No ano de 2016 o Programa Mais Educação foi reformulado e passou a chamar-se Programa Novo Mais Educação (PNME), que foi instituído pela Portaria nº 1.144, de 10 de outubro de 2016, do Ministério da Educação (MEC). Assim, o Programa Novo Mais Educação segue o modelo incremental de Políticas Públicas, pois, os problemas e soluções são definidos e revisados ao longo das tomadas de decisões governamentais. Segundo esse modelo grandes saltos ou rupturas de Políticas Públicas são raridades (SECCHI, 2014, 2016).
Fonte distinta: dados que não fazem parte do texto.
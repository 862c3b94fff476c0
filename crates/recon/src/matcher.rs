use crate::normalize::normalize;
use crate::scorer::Scorer;

/// Find the best-scoring candidate for `query`.
///
/// Candidates are scored in order and only a strictly higher score replaces
/// the current best, so ties go to the earliest candidate. Returns
/// `(None, 0.0)` when `candidates` is empty, when the query normalizes to
/// nothing, or when the best score is below `cutoff`.
pub fn best_match<'a, S: AsRef<str>>(
    query: &str,
    candidates: &'a [S],
    cutoff: f64,
    scorer: &dyn Scorer,
) -> (Option<&'a str>, f64) {
    if normalize(query).is_empty() {
        return (None, 0.0);
    }

    let mut best: Option<(&'a str, f64)> = None;
    for candidate in candidates {
        let candidate = candidate.as_ref();
        if normalize(candidate).is_empty() {
            continue;
        }
        let score = scorer.score(query, candidate);
        match best {
            Some((_, best_score)) if score <= best_score => {}
            _ => best = Some((candidate, score)),
        }
    }

    match best {
        Some((name, score)) if score >= cutoff => (Some(name), score),
        _ => (None, 0.0),
    }
}

#[cfg(test)]
mod tests {
    use super::*;
    use crate::scorer::{CharOverlap, ScorerKind};
    use proptest::prelude::*;

    #[test]
    fn picks_normalized_equal_candidate() {
        let scorer = ScorerKind::default().build();
        let candidates = ["ACME Bloemen B.V.", "Other Co"];
        let (name, score) = best_match("Acme Bloemen", &candidates, 70.0, scorer.as_ref());
        assert_eq!(name, Some("ACME Bloemen B.V."));
        assert!(score >= 90.0);
    }

    #[test]
    fn below_cutoff_returns_none_and_zero() {
        let scorer = ScorerKind::default().build();
        let candidates = ["ACME Bloemen B.V."];
        let (name, score) = best_match("Unknown Florist", &candidates, 70.0, scorer.as_ref());
        assert_eq!(name, None);
        assert_eq!(score, 0.0);
    }

    #[test]
    fn empty_candidates() {
        let candidates: [&str; 0] = [];
        assert_eq!(best_match("Acme", &candidates, 0.0, &CharOverlap), (None, 0.0));
    }

    #[test]
    fn empty_query_never_matches() {
        let candidates = ["Acme", ""];
        assert_eq!(best_match(" . ", &candidates, 0.0, &CharOverlap), (None, 0.0));
    }

    #[test]
    fn blank_candidates_are_skipped() {
        let candidates = ["", "  ", "Acme"];
        let (name, _) = best_match("Acme", &candidates, 50.0, &CharOverlap);
        assert_eq!(name, Some("Acme"));
    }

    #[test]
    fn tie_goes_to_first_candidate() {
        // Both normalize to "acme", both score 100.
        let candidates = ["Acme BV".to_string(), "ACME B.V.".to_string()];
        let (name, score) = best_match("acme", &candidates, 70.0, &CharOverlap);
        assert_eq!(name, Some("Acme BV"));
        assert_eq!(score, 100.0);

        let reversed = ["ACME B.V.".to_string(), "Acme BV".to_string()];
        let (name, _) = best_match("acme", &reversed, 70.0, &CharOverlap);
        assert_eq!(name, Some("ACME B.V."));
    }

    proptest! {
        #[test]
        fn repeated_calls_are_deterministic(
            query in "[A-Za-z .&]{0,20}",
            candidates in proptest::collection::vec("[A-Za-z .&]{0,20}", 0..8),
        ) {
            let scorer = ScorerKind::default().build();
            let first = best_match(&query, &candidates, 50.0, scorer.as_ref());
            let second = best_match(&query, &candidates, 50.0, scorer.as_ref());
            prop_assert_eq!(first, second);
        }

        #[test]
        fn duplicated_best_resolves_to_earliest(
            name in "[A-Za-z]{3,12}",
            filler in proptest::collection::vec("[0-9]{3,6}", 0..4),
        ) {
            let mut candidates = filler.clone();
            let first_pos = candidates.len();
            candidates.push(name.clone());
            candidates.push(name.clone());
            let (found, score) = best_match(&name, &candidates, 0.0, &CharOverlap);
            prop_assert_eq!(score, 100.0);
            let found = found.unwrap();
            prop_assert!(std::ptr::eq(found, candidates[first_pos].as_str()));
        }
    }
}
Dois pontos serviram como justificativa do MEC para a reformulação do seu programa antecessor, o Programa Mais Educação. O primeiro seria o fato do Brasil não ter alcançado a meta estabelecida pelo Índice de Desenvolvimento da Educação Básica (IDEB), para os Anos Finais do Ensino Fundamental e para o Ensino Médio e o segundo seria o desafio de atingir as Metas 6 e 7, do Plano Nacional de Educação, que determinam a ampliação da oferta de educação em tempo integral e a melhoria da qualidade do fluxo escolar e da aprendizagem das escolas públicas, respectivamente (BRASIL, 2016c). Portanto, o Programa Mais Educação sofreu modificações via modelo incremental de Políticas Públicas, resultando no Programa Novo Mais Educação. Dessa forma, reduziram-se as possibilidades de atividades ofertadas no Programa Novo Mais Educação.
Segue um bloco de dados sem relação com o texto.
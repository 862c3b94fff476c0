//! `routeplan-recon`: customer identity matching between a planning workbook
//! and a system export, partitioned by route.
//!
//! Pure engine crate: receives pre-loaded names and tables, returns classified
//! results, rollups and change logs. No CLI or file IO dependencies.

pub mod aggregate;
pub mod apply;
pub mod classify;
pub mod config;
pub mod engine;
pub mod error;
pub mod evidence;
pub mod matcher;
pub mod model;
pub mod normalize;
pub mod scorer;

pub use apply::{ApplyOptions, ApplyPlan, Dataset};
pub use config::{ReconConfig, Thresholds};
pub use engine::{run, MatchRun};
pub use error::ReconError;
pub use model::{
    Action, ChangeAction, ChangeLogEntry, Confidence, CustomerRecord, MatchResult, MatchStats, RouteCounts,
    RouteKey, RouteTable, Shift, Site, Snapshot, Source,
};
pub use normalize::{base_name, normalize};
pub use scorer::{Scorer, ScorerKind};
Um exemplo desse incrementalismo para área de esporte e lazer foi a desvinculação do Programa Segundo Tempo (PST), do Ministério do Esporte e seus derivantes dentro do Programa Mais Educação. Todavia, o conceito de esporte educacional3 é o norteador para as ações do esporte e lazer no Programa Novo Mais Educação. O que caracteriza, conforme Sevegnani (2017), como um conceito central para as Políticas Públicas de Esporte e Lazer (PPEL) e a atuação intersetorial do esporte e lazer.
Com base na noção supracitada de Políticas Públicas, o Programa Novo Mais Educação é uma ação concreta implementada pelo governo federal em colaboração com os governos estaduais e municipais, com o objetivo de enfrentar o problema da qualidade de ensino nos anos iniciais e finais do Ensino Fundamental. Deste modo, o Programa Novo Mais Educação foi estruturado da seguinte forma: o ‘núcleo obrigatório’ denominado de ‘acompanhamento pedagógico’ em que o foco é destinado à aprendizagem do aluno em Língua Portuguesa e Matemática e o ‘núcleo optativo’ denominado de ‘atividades complementares’, que contempla o campo das ‘artes e cultura’ e ‘esporte e lazer’.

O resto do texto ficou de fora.